A while back I was really interested in making goat milk lotion but I don't remember most of what I read. Kinda nervous about buying unfamiliar ingredients like emulsifiers and thickeners, etc. I've been holding off on making a purchase from SoapGoods just in case I decide to add this other lotion stuff to the order. Can anyone recommend a basic lotion supply list from what they sell?


----------



## Obsidian (Jun 10, 2017)

What you made is body butter, balms are thicker and usually made with wax of some kind.

If your product only contains oils, you don't need preservative.
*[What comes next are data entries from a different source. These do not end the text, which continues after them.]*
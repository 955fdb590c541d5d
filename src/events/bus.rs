//! 事件总线
//!
//! 发布方在持有控制器锁时调用 `publish`，因此同一更新的事件按状态变化顺序送达；
//! 不同更新之间不保证顺序。
//!
//! 状态事件不会丢失。订阅方积压的进度事件超过 [`PROGRESS_BACKLOG`] 条时，
//! 新的进度事件被丢弃，直到订阅方读走积压。

use dashmap::DashMap;
use std::sync::atomic::{AtomicU64, AtomicUsize, Ordering};
use std::sync::{Arc, Weak};
use tokio::sync::mpsc;
use tracing::debug;

use super::{EventFilter, UpdateEvent};

/// 每个订阅方最多积压的进度事件数
pub const PROGRESS_BACKLOG: usize = 256;

struct Subscriber {
    filter: EventFilter,
    tx: mpsc::UnboundedSender<UpdateEvent>,
    /// 已发送但尚未被读取的进度事件数
    pending_progress: Arc<AtomicUsize>,
}

#[derive(Default)]
struct BusInner {
    subscribers: DashMap<u64, Subscriber>,
    next_id: AtomicU64,
}

/// 发布/订阅事件总线
#[derive(Clone, Default)]
pub struct EventBus {
    inner: Arc<BusInner>,
}

impl EventBus {
    pub fn new() -> Self {
        Self::default()
    }

    /// 订阅事件，返回的订阅句柄销毁时自动退订
    pub fn subscribe(&self, filter: EventFilter) -> EventSubscription {
        let id = self.inner.next_id.fetch_add(1, Ordering::Relaxed);
        let (tx, rx) = mpsc::unbounded_channel();
        let pending_progress = Arc::new(AtomicUsize::new(0));
        self.inner.subscribers.insert(
            id,
            Subscriber {
                filter,
                tx,
                pending_progress: pending_progress.clone(),
            },
        );
        debug!("新增事件订阅: id={}, filter={:?}", id, filter);

        EventSubscription {
            id,
            rx,
            pending_progress,
            bus: Arc::downgrade(&self.inner),
        }
    }

    /// 主动退订
    pub fn unsubscribe(&self, subscription_id: u64) -> bool {
        self.inner.subscribers.remove(&subscription_id).is_some()
    }

    pub fn subscriber_count(&self) -> usize {
        self.inner.subscribers.len()
    }

    pub fn publish(&self, event: UpdateEvent) {
        let progress = event.is_progress();
        let mut closed = Vec::new();

        for entry in self.inner.subscribers.iter() {
            if !entry.filter.accepts(&event) {
                continue;
            }
            if progress {
                let pending = entry.pending_progress.fetch_add(1, Ordering::AcqRel);
                if pending >= PROGRESS_BACKLOG {
                    entry.pending_progress.fetch_sub(1, Ordering::AcqRel);
                    continue;
                }
            }
            if entry.tx.send(event.clone()).is_err() {
                closed.push(*entry.key());
            }
        }

        // 迭代结束后再删除，避免持有分片读锁时写入
        for id in closed {
            self.inner.subscribers.remove(&id);
        }
    }
}

/// 事件订阅句柄
pub struct EventSubscription {
    id: u64,
    rx: mpsc::UnboundedReceiver<UpdateEvent>,
    pending_progress: Arc<AtomicUsize>,
    bus: Weak<BusInner>,
}

impl EventSubscription {
    pub fn id(&self) -> u64 {
        self.id
    }

    pub async fn recv(&mut self) -> Option<UpdateEvent> {
        let event = self.rx.recv().await;
        self.received(event)
    }

    pub fn try_recv(&mut self) -> Option<UpdateEvent> {
        let event = self.rx.try_recv().ok();
        self.received(event)
    }

    fn received(&self, event: Option<UpdateEvent>) -> Option<UpdateEvent> {
        if matches!(&event, Some(e) if e.is_progress()) {
            self.pending_progress.fetch_sub(1, Ordering::AcqRel);
        }
        event
    }
}

impl Drop for EventSubscription {
    fn drop(&mut self) {
        if let Some(bus) = self.bus.upgrade() {
            bus.subscribers.remove(&self.id);
        }
    }
}
//! WebSocket 路由处理器

use axum::{
    extract::{
        ws::{Message, WebSocket},
        State, WebSocketUpgrade,
    },
    response::IntoResponse,
};
use futures::stream::SplitSink;
use futures::{SinkExt, StreamExt};
use tracing::{debug, error, info, warn};
use uuid::Uuid;

use super::message::{WsClientMessage, WsServerMessage};
use crate::events::{EventFilter, EventSubscription};
use crate::server::AppState;

/// 升级 HTTP 连接为 WebSocket，推送更新事件
pub async fn handle_websocket(
    ws: WebSocketUpgrade,
    State(state): State<AppState>,
) -> impl IntoResponse {
    ws.on_upgrade(move |socket| handle_socket(socket, state))
}

async fn handle_socket(socket: WebSocket, state: AppState) {
    let connection_id = Uuid::new_v4().to_string();
    info!("新的 WebSocket 连接: {}", connection_id);

    let (mut sender, mut receiver) = socket.split();
    if !send_message(&mut sender, &WsServerMessage::connected(connection_id.clone())).await {
        error!("发送连接成功消息失败");
        return;
    }

    let mut subscription = state.controller.subscribe(EventFilter::All);

    loop {
        tokio::select! {
            event = subscription.recv() => {
                let Some(event) = event else { break };
                if !send_message(&mut sender, &WsServerMessage::event(event)).await {
                    break;
                }
            }
            message = receiver.next() => {
                let text = match message {
                    Some(Ok(Message::Text(text))) => text,
                    Some(Ok(Message::Binary(data))) => match String::from_utf8(data) {
                        Ok(text) => text,
                        Err(_) => continue,
                    },
                    Some(Ok(Message::Ping(_))) | Some(Ok(Message::Pong(_))) => {
                        debug!("收到心跳: {}", connection_id);
                        continue;
                    }
                    Some(Ok(Message::Close(_))) | Some(Err(_)) | None => break,
                };

                let reply = handle_client_message(&state, &mut subscription, &connection_id, &text).await;
                if !send_message(&mut sender, &reply).await {
                    break;
                }
            }
        }
    }

    info!("WebSocket 连接已关闭: {}", connection_id);
}

async fn send_message(
    sender: &mut SplitSink<WebSocket, Message>,
    message: &WsServerMessage,
) -> bool {
    match serde_json::to_string(message) {
        Ok(json) => sender.send(Message::Text(json)).await.is_ok(),
        Err(e) => {
            error!("序列化消息失败: {}", e);
            true
        }
    }
}

/// 处理客户端消息
async fn handle_client_message(
    state: &AppState,
    subscription: &mut EventSubscription,
    connection_id: &str,
    text: &str,
) -> WsServerMessage {
    match serde_json::from_str::<WsClientMessage>(text) {
        Ok(WsClientMessage::Ping { timestamp }) => WsServerMessage::pong(Some(timestamp)),
        Ok(WsClientMessage::RequestSnapshot) => {
            debug!("收到状态快照请求: {}", connection_id);
            WsServerMessage::Snapshot {
                updates: state.controller.views().await,
                status: state.controller.status().await,
            }
        }
        Ok(WsClientMessage::Subscribe { filter }) => {
            debug!("切换订阅: {} -> {:?}", connection_id, filter);
            *subscription = state.controller.subscribe(filter);
            WsServerMessage::Subscribed { filter }
        }
        Err(e) => {
            warn!("解析客户端消息失败: {} - {}", connection_id, e);
            WsServerMessage::error("PARSE_ERROR", format!("消息解析失败: {}", e))
        }
    }
}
ROE will help the body butter from going rancid but if you use long lasting oils, that really shouldn't be a issue either.

I have some whipped body butter that is shea, coconut and olive. It's now just starting to smell a bit rancid and it's over three years old.
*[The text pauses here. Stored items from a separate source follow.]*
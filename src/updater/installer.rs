//! 安装协调
//!
//! - `Installer`: 外部特权安装器接口（无缝安装 / 恢复模式安装 / 取消 / 重启）
//! - `CommandInstaller`: 通过配置的外部命令实现安装器
//! - `InstallCoordinator`: 安装路径选择、可安装判断和安装前置条件检查

use anyhow::{Context, Result};
use async_trait::async_trait;
use parking_lot::Mutex;
use std::path::{Path, PathBuf};
use std::process::Stdio;
use std::sync::atomic::{AtomicBool, Ordering};
use std::sync::Arc;
use tokio::io::{AsyncBufReadExt, BufReader};
use tokio::process::Command;
use tokio::sync::mpsc;
use tokio_util::sync::CancellationToken;
use tracing::{debug, info, warn};

use super::device::{DevicePolicy, InstallTopology};
use super::record::{PersistentStatus, UpdateRecord};
use crate::config::InstallConfig;
use crate::error::IneligibleReason;

/// 无缝安装进度
#[derive(Debug, Clone, PartialEq, Eq)]
pub enum SeamlessProgress {
    Progress { percent: u8, finalizing: bool },
    Completed,
    Failed(String),
}

/// 外部安装器接口
#[async_trait]
pub trait Installer: Send + Sync {
    /// 开始后台无缝安装，返回进度流；流以 Completed 或 Failed 结束
    async fn trigger_seamless_install(&self, path: &Path) -> Result<mpsc::Receiver<SeamlessProgress>>;

    /// 把更新包交给恢复模式，成功返回即表示已接收
    async fn trigger_recovery_install(&self, path: &Path) -> Result<()>;

    async fn cancel_seamless_install(&self) -> Result<()>;

    async fn set_performance_mode(&self, enabled: bool) -> Result<()>;

    async fn reboot(&self) -> Result<()>;
}

/// 解析安装命令输出的一行进度
///
/// 支持 `progress <0-100>` 和 `finalizing <0-100>`，其余行忽略
pub fn parse_progress_line(line: &str) -> Option<SeamlessProgress> {
    let mut parts = line.split_whitespace();
    let kind = parts.next()?;
    let value: f64 = parts.next()?.trim_end_matches('%').parse().ok()?;
    let percent = value.clamp(0.0, 100.0) as u8;
    match kind {
        "progress" => Some(SeamlessProgress::Progress {
            percent,
            finalizing: false,
        }),
        "finalizing" => Some(SeamlessProgress::Progress {
            percent,
            finalizing: true,
        }),
        _ => None,
    }
}
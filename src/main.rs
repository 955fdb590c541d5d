use anyhow::Context;
use ota_updater::{
    config::{AppConfig, JsonFileConfigStore, LogConfig},
    logging, server,
    updater::{
        CheckScheduler, CommandInstaller, ControllerOptions, ControllerPorts,
        HttpFetchTransport, LinuxDevicePolicy, UpdateController,
    },
    AppState,
};
use std::sync::Arc;
use tokio_util::sync::CancellationToken;
use tracing::{error, info, warn};

const CONFIG_PATH: &str = "config/app.toml";

/// 在完整加载配置之前先读取日志配置
async fn load_log_config() -> LogConfig {
    if let Ok(content) = tokio::fs::read_to_string(CONFIG_PATH).await {
        if let Ok(config) = toml::from_str::<toml::Value>(&content) {
            if let Some(log_table) = config.get("log") {
                if let Ok(log_config) = log_table.clone().try_into::<LogConfig>() {
                    return log_config;
                }
            }
        }
    }

    LogConfig::default()
}

#[tokio::main]
async fn main() -> anyhow::Result<()> {
    let log_config = load_log_config().await;
    let _log_guard = logging::init_logging(&log_config);

    info!("OTA Updater v{} 启动中...", env!("CARGO_PKG_VERSION"));

    let config = AppConfig::load_or_default(CONFIG_PATH).await;

    let config_store = JsonFileConfigStore::open(config.updater.preferences_path())
        .context("打开偏好设置失败")?;
    let ports = ControllerPorts {
        transport: Arc::new(HttpFetchTransport::new()?),
        installer: Arc::new(CommandInstaller::new(config.install.clone())),
        device: Arc::new(LinuxDevicePolicy::default()),
        config_store: Arc::new(config_store),
    };

    let controller = UpdateController::new(ControllerOptions::from_config(&config), ports).await;
    // 没有缓存时由调度器负责首次检查
    let cache_loaded = controller.restore().await.context("恢复更新状态失败")?;
    info!("更新控制器初始化完成: 清单缓存={}", cache_loaded);

    let shutdown = CancellationToken::new();
    let scheduler = CheckScheduler::new(controller.clone(), config.check.to_backoff_policy())
        .with_jitter(config.check.jitter_percent);
    let scheduler_handle = tokio::spawn(scheduler.run(shutdown.clone()));

    let addr = format!("{}:{}", config.server.host, config.server.port);
    let app = server::build_router(AppState::new(controller.clone(), config));

    info!("服务器启动在: http://{}", addr);
    info!("API 基础路径: http://{}/api/v1", addr);
    info!("WebSocket: ws://{}/api/v1/ws", addr);
    info!("健康检查: http://{}/health", addr);

    let listener = tokio::net::TcpListener::bind(&addr)
        .await
        .with_context(|| format!("绑定地址失败: {}", addr))?;

    let server = axum::serve(listener, app);

    tokio::select! {
        result = server => {
            if let Err(e) = result {
                error!("服务器错误: {}", e);
            }
        }
        _ = tokio::signal::ctrl_c() => {
            info!("收到 Ctrl+C，开始优雅关闭...");
        }
    }

    shutdown.cancel();
    if let Err(e) = scheduler_handle.await {
        warn!("调度器退出异常: {}", e);
    }
    controller.shutdown().await;

    info!("OTA Updater 已退出");
    Ok(())
}
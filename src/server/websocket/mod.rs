//! WebSocket 事件推送

pub mod handler;
pub mod message;

pub use handler::handle_websocket;
pub use message::{WsClientMessage, WsServerMessage};
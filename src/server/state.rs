// 应用状态

use crate::config::AppConfig;
use crate::updater::UpdateController;
use std::sync::Arc;

/// 应用全局状态
#[derive(Clone)]
pub struct AppState {
    pub controller: UpdateController,
    /// 启动时加载的配置（只读）
    pub config: Arc<AppConfig>,
}

impl AppState {
    pub fn new(controller: UpdateController, config: AppConfig) -> Self {
        Self {
            controller,
            config: Arc::new(config),
        }
    }
}
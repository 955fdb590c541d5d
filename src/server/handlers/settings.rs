// 设置 API

use axum::{extract::State, response::Json};
use serde::Deserialize;
use tracing::info;

use super::ApiResponse;
use crate::config::CheckInterval;
use crate::server::error::ApiResult;
use crate::server::AppState;
use crate::updater::UpdaterSettings;

/// 设置修改请求，未提供的字段保持不变
#[derive(Debug, Default, Deserialize)]
pub struct UpdateSettingsRequest {
    pub check_interval: Option<CheckInterval>,
    pub performance_mode: Option<bool>,
    pub recovery_update: Option<bool>,
    pub has_seen_info_dialog: Option<bool>,
}

/// GET /api/v1/settings
pub async fn get_settings(
    State(state): State<AppState>,
) -> ApiResult<Json<ApiResponse<UpdaterSettings>>> {
    Ok(Json(ApiResponse::success(state.controller.settings())))
}

/// PUT /api/v1/settings
pub async fn update_settings(
    State(state): State<AppState>,
    Json(req): Json<UpdateSettingsRequest>,
) -> ApiResult<Json<ApiResponse<UpdaterSettings>>> {
    info!("API: 修改设置 {:?}", req);
    let controller = &state.controller;

    if let Some(interval) = req.check_interval {
        controller.set_check_interval(interval)?;
    }
    if let Some(enabled) = req.performance_mode {
        controller.set_performance_mode(enabled).await?;
    }
    if let Some(enabled) = req.recovery_update {
        controller.set_recovery_update(enabled)?;
    }
    if let Some(seen) = req.has_seen_info_dialog {
        controller.set_has_seen_info_dialog(seen)?;
    }

    Ok(Json(ApiResponse::success(controller.settings())))
}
Still safe to use, the smell isn't from bacteria or other cooties. If it gets too smelly, I'll toss it and make some new.
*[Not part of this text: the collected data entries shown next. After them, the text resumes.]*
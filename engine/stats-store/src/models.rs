//! Database-facing records.
//!
//! These mirror the table rows the ingest jobs read and write; parsed page
//! rows are converted into them by the drivers once game/team/player ids
//! are known.

use chrono::{DateTime, NaiveDate, Utc};
use uuid::Uuid;

/// A final game still missing its quarter scores, joined with both teams.
#[derive(Debug, Clone, sqlx::FromRow)]
pub struct GameToScrape {
    pub id: Uuid,
    pub game_date_utc: DateTime<Utc>,
    pub home_team_id: Uuid,
    pub home_abbrev: String,
    pub away_team_id: Uuid,
    pub away_abbrev: String,
}

/// One box-score row, keyed by (game, team, player name).
#[derive(Debug, Clone)]
pub struct BoxScoreRecord {
    pub game_id: Uuid,
    pub team_id: Uuid,
    pub player_name: String,
    pub minutes: Option<String>,
    pub points: Option<i32>,
    pub rebounds: Option<i32>,
    pub offensive_rebounds: Option<i32>,
    pub defensive_rebounds: Option<i32>,
    pub assists: Option<i32>,
    pub steals: Option<i32>,
    pub blocks: Option<i32>,
    pub turnovers: Option<i32>,
    pub fgm: Option<i32>,
    pub fga: Option<i32>,
    pub fg_pct: Option<f64>,
    pub tpm: Option<i32>,
    pub tpa: Option<i32>,
    pub tp_pct: Option<f64>,
    pub ftm: Option<i32>,
    pub fta: Option<i32>,
    pub ft_pct: Option<f64>,
    pub personal_fouls: Option<i32>,
    pub plus_minus: Option<i32>,
    pub ts_pct: Option<f64>,
    pub efg_pct: Option<f64>,
    pub three_par: Option<f64>,
    pub ft_rate: Option<f64>,
    pub orb_pct: Option<f64>,
    pub drb_pct: Option<f64>,
    pub trb_pct: Option<f64>,
    pub ast_pct: Option<f64>,
    pub stl_pct: Option<f64>,
    pub blk_pct: Option<f64>,
    pub tov_pct: Option<f64>,
    pub usg_pct: Option<f64>,
    pub offensive_rating: Option<i32>,
    pub defensive_rating: Option<i32>,
    pub bpm: Option<f64>,
    pub starter: bool,
}

/// Partial update for a game row; None fields leave the column untouched.
#[derive(Debug, Clone, Default)]
pub struct GameUpdate {
    pub home_q1: Option<i32>,
    pub home_q2: Option<i32>,
    pub home_q3: Option<i32>,
    pub home_q4: Option<i32>,
    pub home_ot: Option<i32>,
    pub away_q1: Option<i32>,
    pub away_q2: Option<i32>,
    pub away_q3: Option<i32>,
    pub away_q4: Option<i32>,
    pub away_ot: Option<i32>,
    pub arena: Option<String>,
    pub attendance: Option<i32>,
    pub playoff_round: Option<String>,
}

impl GameUpdate {
    /// True when there is nothing to write.
    pub fn is_empty(&self) -> bool {
        self.home_q1.is_none()
            && self.home_q2.is_none()
            && self.home_q3.is_none()
            && self.home_q4.is_none()
            && self.home_ot.is_none()
            && self.away_q1.is_none()
            && self.away_q2.is_none()
            && self.away_q3.is_none()
            && self.away_q4.is_none()
            && self.away_ot.is_none()
            && self.arena.is_none()
            && self.attendance.is_none()
            && self.playoff_round.is_none()
    }
}

/// Player row, keyed by (provider, provider_player_id).
#[derive(Debug, Clone)]
pub struct PlayerRecord {
    pub provider: String,
    pub provider_player_id: i64,
    pub first_name: String,
    pub last_name: String,
    pub position: Option<String>,
    pub jersey_number: Option<String>,
    pub team_id: Uuid,
    pub height: Option<String>,
    pub weight: Option<String>,
    pub college: Option<String>,
    pub country: Option<String>,
    pub birth_date: Option<NaiveDate>,
}

/// Season-average row, keyed by (player, season).
#[derive(Debug, Clone)]
pub struct SeasonAverageRecord {
    pub player_id: Uuid,
    pub season_id: Uuid,
    pub games: Option<i32>,
    pub mpg: Option<f64>,
    pub ppg: Option<f64>,
    pub rpg: Option<f64>,
    pub apg: Option<f64>,
    pub spg: Option<f64>,
    pub bpg: Option<f64>,
    pub topg: Option<f64>,
    pub fg_pct: Option<f64>,
    pub tp_pct: Option<f64>,
    pub ft_pct: Option<f64>,
}

#[cfg(test)]
mod tests {
    use super::*;

    #[test]
    fn empty_update_detected() {
        assert!(GameUpdate::default().is_empty());

        let update = GameUpdate {
            attendance: Some(19_156),
            ..Default::default()
        };
        assert!(!update.is_empty());
    }
}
Water is added to make a product moisturizing. Water is moisture, oil is a emollient. The oils coat the skin, keeping​ the water locked in better.
Body butter isn't really moisturizing but if used after a shower, it locks the moisture in and feels fantastic.

There is no reason to start adding water if your butters are getting good reviews. Once water is added, you introduce a whole new list of things that can go wrong.
My first few lotions molded, even with preservative.  What I make now seems stable and I'm ok giving it as gifts but I would never sell it without testing, just to make sure there are no cooties. You can't always see or smell bacteria/gems in lotions.


----------



## Dahila (Jun 10, 2017)

products with only oil and butters will not moisturize,   Only water can bring the moisture to the skin


----------



## Susie (Jun 10, 2017)

However, body butters and balms applied directly after a bath or shower will seal that moisture in.


----------



## BattleGnome (Jun 10, 2017)

IMO: a preservative would be useful in body butter if you expect the end user to stick a wet hand in the jar after a shower. At that point it would just be something to cover your butt just in case and not necessarily needed if you know the jar is going to end up on the end table in the living room.


----------



## Dahila (Jun 10, 2017)

Susie said:


> However, body butters and balms applied directly after a bath or shower will seal that moisture in.



Susie you are right, but I had tried oil on damp skin and it is not so easy to spread it :bunny:


----------



## milky (Jun 12, 2017)

Thanks all. I have found what you said to be true regarding it not being so moisturizing when made of oil only. As soon as I wash my hands they're back to being dry and crinkly. That's with using homemade, high superfat soap, too. 
I relayed the info to my step mom and she let her friend know. Don't know yet if she still wants any, original or a different formulation or none. I'd like to try a new version though.
I read that Phenonip would probably be good in an oil-only product like the first one. Would it also work well in a normal lotion with water included? 
SoapGoods sells something called "emulsifying wax pastilles." Are those good to use? It's INCI is Cetearyl Alcohol and Polysorbate 60. They have a ton of ingredients that I'm unfamiliar with and I don't know if anything else could act as an emulsifier. Do I need a thickener like stearic acid as well?


----------



## Nao (Jun 12, 2017)

I don't think so, if I remember correctly cetearyl alcohol is usually used as a thickener.


----------



## The Efficacious Gentleman (Jun 12, 2017)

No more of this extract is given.